«Io ogni tanto ci penso eh chissà il bambino che mangia la pannocchia di mais cresciuta sui fanghi. Io sono stato consapevolmente un delinquente». Sono parole che mettono i brividi quelle che emergono dalle intercettazioni, riportate dal Corriere della Sera, nell'ambito dell'inchiesta della Procura di Brescia che ha indagato 15 persone e sequestrato i capannoni dell'azienda bresciana Wte, con l'accusa di traffico illecito di rifiuti.
Timide remore, ma anche risate e consapevole impudenza di fronte allo smaltimento di circa 150mila tonnellate di fanghi contaminati da metalli pesanti, idrocarburi ed altre sostanze inquinanti nei campi del nord Italia. Agli agricoltori ignari che spargevano i fanghi tossici sui campi gli addetti della Wte (già finita al centro di esposti e denunce dal 2011 per molestie olfattive prodotte dai fanghi) raccontavano si trattasse di scarti della produzione agroalimentare. «Sono un mentitore! Io finisco all'inferno», dice ridendo Antonio Maria Carucci (in passato condannato per traffico illecito di rifiuti) al telefono con Ottavia Ferri, dipendente della Wte, che replica, sempre ridendo: «Lo facciamo per il bene dell'azienda!». E il bene dell'azienda si tradurrebbe in un profitto illecito di oltre 12 milioni di euro, con fanghi venduti come fertilizzanti e finiti nei terreni agricoli di Brescia, Mantova, Cremona, Milano, Pavia, Lodi, Como, Varese, Verona, Novara, Vercelli e Piacenza dal gennaio 2018 al 6 agosto 2019. Ma il traffico di rifiuti non è l'unico illecito emerso dalle indagini condotte dai Carabinieri Forestali.
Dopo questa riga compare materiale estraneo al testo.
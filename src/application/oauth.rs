use crate::infrastructure::config::{optional_lookup_value, required_lookup_value};
use crate::infrastructure::credential_store::CredentialStore;
use crate::infrastructure::error::InfraError;
use crate::infrastructure::oauth_client::{
    OAuthHttpClient, OAuthToken, TokenGrant, TokenRequest, TokenResponse,
};
use async_trait::async_trait;
use chrono::{DateTime, Duration, Utc};
use std::sync::Arc;
use url::Url;

const DEFAULT_TOKEN_ENDPOINT: &str = "https://oauth2.googleapis.com/token";
const DEFAULT_AUTHORIZATION_ENDPOINT: &str = "https://accounts.google.com/o/oauth2/v2/auth";
const DEFAULT_REDIRECT_URI: &str = "http://127.0.0.1:5000/api/google-calendar/auth/callback";
const DEFAULT_SCOPE: &str = "https://www.googleapis.com/auth/calendar";
const TOKEN_LEEWAY_SECONDS: i64 = 60;

#[derive(Debug, Clone)]
pub struct OAuthConfig {
    pub client_id: String,
    pub client_secret: String,
    pub redirect_uri: String,
    pub scopes: Vec<String>,
    pub token_endpoint: String,
    pub authorization_endpoint: String,
}

impl OAuthConfig {
    pub fn new(
        client_id: impl Into<String>,
        client_secret: impl Into<String>,
        redirect_uri: impl Into<String>,
        scopes: Vec<String>,
    ) -> Self {
        Self {
            client_id: client_id.into(),
            client_secret: client_secret.into(),
            redirect_uri: redirect_uri.into(),
            scopes,
            token_endpoint: DEFAULT_TOKEN_ENDPOINT.to_string(),
            authorization_endpoint: DEFAULT_AUTHORIZATION_ENDPOINT.to_string(),
        }
    }
}

pub fn load_oauth_config_from_env() -> Result<OAuthConfig, InfraError> {
    load_oauth_config_from_lookup(|key| std::env::var(key).ok())
}

pub fn load_oauth_config_from_lookup<F>(lookup: F) -> Result<OAuthConfig, InfraError>
where
    F: Fn(&str) -> Option<String>,
{
    let client_id = required_lookup_value(&lookup, &["GOOGLE_CLIENT_ID"], "google client id")?;
    let client_secret =
        required_lookup_value(&lookup, &["GOOGLE_CLIENT_SECRET"], "google client secret")?;
    let redirect_uri = optional_lookup_value(&lookup, &["GOOGLE_REDIRECT_URI"])
        .unwrap_or_else(|| DEFAULT_REDIRECT_URI.to_string());
    let scopes = optional_lookup_value(&lookup, &["GOOGLE_SCOPES"])
        .map(|raw| parse_scope_list(&raw))
        .filter(|scopes| !scopes.is_empty())
        .unwrap_or_else(|| vec![DEFAULT_SCOPE.to_string()]);

    Ok(OAuthConfig::new(client_id, client_secret, redirect_uri, scopes))
}

fn parse_scope_list(raw: &str) -> Vec<String> {
    raw.split([',', ' ', '\n', '\t'])
        .map(str::trim)
        .filter(|value| !value.is_empty())
        .map(ToOwned::to_owned)
        .collect()
}

#[derive(Debug, Clone, PartialEq, Eq)]
pub enum EnsureTokenResult {
    Existing(OAuthToken),
    Refreshed(OAuthToken),
    ReauthenticationRequired,
}

/// Supplies a bearer token for Google Calendar calls. `None` means the user has to
/// authorize again before calendar sync can run.
#[async_trait]
pub trait AccessTokenSource: Send + Sync {
    async fn access_token(&self) -> Result<Option<String>, InfraError>;
}

/// Interactive authorization-code flow exposed over HTTP.
#[async_trait]
pub trait CalendarAuthorizer: Send + Sync {
    fn authorization_url(&self, state: &str) -> Result<String, InfraError>;
    async fn authorize(&self, authorization_code: &str) -> Result<(), InfraError>;
}

type NowProvider = Arc<dyn Fn() -> DateTime<Utc> + Send + Sync>;

pub struct OAuthManager<S, C>
where
    S: CredentialStore,
    C: OAuthHttpClient,
{
    config: OAuthConfig,
    credential_store: Arc<S>,
    oauth_client: Arc<C>,
    now_provider: NowProvider,
}

impl<S, C> OAuthManager<S, C>
where
    S: CredentialStore,
    C: OAuthHttpClient,
{
    pub fn new(config: OAuthConfig, credential_store: Arc<S>, oauth_client: Arc<C>) -> Self {
        Self {
            config,
            credential_store,
            oauth_client,
            now_provider: Arc::new(Utc::now),
        }
    }

    pub fn with_now_provider(mut self, now_provider: NowProvider) -> Self {
        self.now_provider = now_provider;
        self
    }

    pub fn is_token_valid(&self, token: &OAuthToken) -> bool {
        token.is_valid_at((self.now_provider)(), TOKEN_LEEWAY_SECONDS)
    }

    pub fn build_authorization_url(&self, state: &str) -> Result<String, InfraError> {
        if state.trim().is_empty() {
            return Err(InfraError::OAuth("state must not be empty".to_string()));
        }
        if self.config.scopes.is_empty() {
            return Err(InfraError::OAuth("at least one scope is required".to_string()));
        }

        let mut url = Url::parse(&self.config.authorization_endpoint)
            .map_err(|error| InfraError::OAuth(format!("invalid authorization endpoint: {error}")))?;
        let scope = self.config.scopes.join(" ");

        url.query_pairs_mut()
            .append_pair("response_type", "code")
            .append_pair("client_id", &self.config.client_id)
            .append_pair("redirect_uri", &self.config.redirect_uri)
            .append_pair("scope", &scope)
            .append_pair("access_type", "offline")
            .append_pair("prompt", "consent")
            .append_pair("state", state);

        Ok(url.to_string())
    }

    pub async fn authenticate_with_code(&self, authorization_code: &str) -> Result<OAuthToken, InfraError> {
        let code = authorization_code.trim();
        if code.is_empty() {
            return Err(InfraError::OAuth("authorization code must not be empty".to_string()));
        }

        let response = self
            .oauth_client
            .request_token(self.token_request(TokenGrant::AuthorizationCode {
                code: code.to_string(),
                redirect_uri: self.config.redirect_uri.clone(),
            }))
            .await?;

        let token = self.token_from_response(response, None);
        self.credential_store.save_token(&token)?;
        Ok(token)
    }

    pub async fn ensure_access_token(&self) -> Result<EnsureTokenResult, InfraError> {
        let Some(stored_token) = self.credential_store.load_token()? else {
            return Ok(EnsureTokenResult::ReauthenticationRequired);
        };

        if self.is_token_valid(&stored_token) {
            return Ok(EnsureTokenResult::Existing(stored_token));
        }

        let Some(refresh_token) = stored_token.refresh_token.clone() else {
            return Ok(EnsureTokenResult::ReauthenticationRequired);
        };

        match self
            .oauth_client
            .request_token(self.token_request(TokenGrant::RefreshToken(refresh_token)))
            .await
        {
            Ok(response) => {
                let token = self.token_from_response(response, stored_token.refresh_token);
                self.credential_store.save_token(&token)?;
                Ok(EnsureTokenResult::Refreshed(token))
            }
            Err(InfraError::OAuth(message)) if !message.contains("network error") => {
                Ok(EnsureTokenResult::ReauthenticationRequired)
            }
            Err(error) => Err(error),
        }
    }

    pub fn clear_stored_token(&self) -> Result<(), InfraError> {
        self.credential_store.delete_token()
    }

    fn token_request(&self, grant: TokenGrant) -> TokenRequest {
        TokenRequest {
            token_endpoint: self.config.token_endpoint.clone(),
            client_id: self.config.client_id.clone(),
            client_secret: self.config.client_secret.clone(),
            grant,
        }
    }

    fn token_from_response(
        &self,
        response: TokenResponse,
        fallback_refresh_token: Option<String>,
    ) -> OAuthToken {
        let expires_at = (self.now_provider)() + Duration::seconds(response.expires_in.max(0));
        OAuthToken {
            access_token: response.access_token,
            refresh_token: response.refresh_token.or(fallback_refresh_token),
            expires_at,
            token_type: response.token_type.unwrap_or_else(|| "Bearer".to_string()),
            scope: response.scope,
        }
    }
}

#[async_trait]
impl<S, C> AccessTokenSource for OAuthManager<S, C>
where
    S: CredentialStore,
    C: OAuthHttpClient,
{
    async fn access_token(&self) -> Result<Option<String>, InfraError> {
        match self.ensure_access_token().await? {
            EnsureTokenResult::Existing(token) | EnsureTokenResult::Refreshed(token) => {
                Ok(Some(token.access_token))
            }
            EnsureTokenResult::ReauthenticationRequired => Ok(None),
        }
    }
}

#[async_trait]
impl<S, C> CalendarAuthorizer for OAuthManager<S, C>
where
    S: CredentialStore,
    C: OAuthHttpClient,
{
    fn authorization_url(&self, state: &str) -> Result<String, InfraError> {
        self.build_authorization_url(state)
    }

    async fn authorize(&self, authorization_code: &str) -> Result<(), InfraError> {
        self.authenticate_with_code(authorization_code).await.map(|_| ())
    }
}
C'è anche il reato di molestie olfattive, denunciato dalle diverse segnalazioni presentate dai cittadini, da anni costretti a vivere barricati in casa con porte e finestre chiuse, a causa dei miasmi prodotti durante il trasporto e lo spandimento dei fanghi. Negli anni anche la Provincia di Brescia aveva contestato l'irregolarità di quelle lavorazioni, imponendo migliorie agli impianti, mentre Arpa dimostrò il carico inquinante di quei fanghi, con il superamento dei limiti soglia per zinco, stagno, idrocarburi, toluene, fenolo, cianuri, cloruri, nichel-rame, solfati, arsenico, selenio. Ma è solo con l'inchiesta scattata nel gennaio del 2018 che i Carabinieri Forestali contestano le condotte illecite e spregiudicate di quello che viene definito il «re bresciano dei fanghi»: l'ingegnere Giuseppe Giustacchini, titolare della Wte. Non lavorando quei fanghi a norma di legge, Giustacchini risparmiava tantissimo, potendo recuperare la materia prima da società pubbliche e private a prezzi imbattibili. Nelle intercettazioni è lui ad impartire ordini su come camuffare quei fanghi e a cercare ad ogni costo terreni in cui spargerli («non mi faccio inc dalla Forestale perché voi non mi avete trovato i terreni, perché la prossima volta mi chiudono eh!»). Ma il sistema sarebbe stato stratificato e ben rodato: Giustacchini poteva contare anche sul supporto di Luigi Mille, direttore dell'Agenzia Interregionale per il fiume Po.
Nell'agosto del 2018 Mille viene intercettato negli uffici del settore Ambiente della Provincia di Brescia, dove sollecita la funzionaria Massi sull'autorizzazione per il nuovo impianto Wte a Calcinato. Ma si sente rispondere che l'istanza era inammissibile.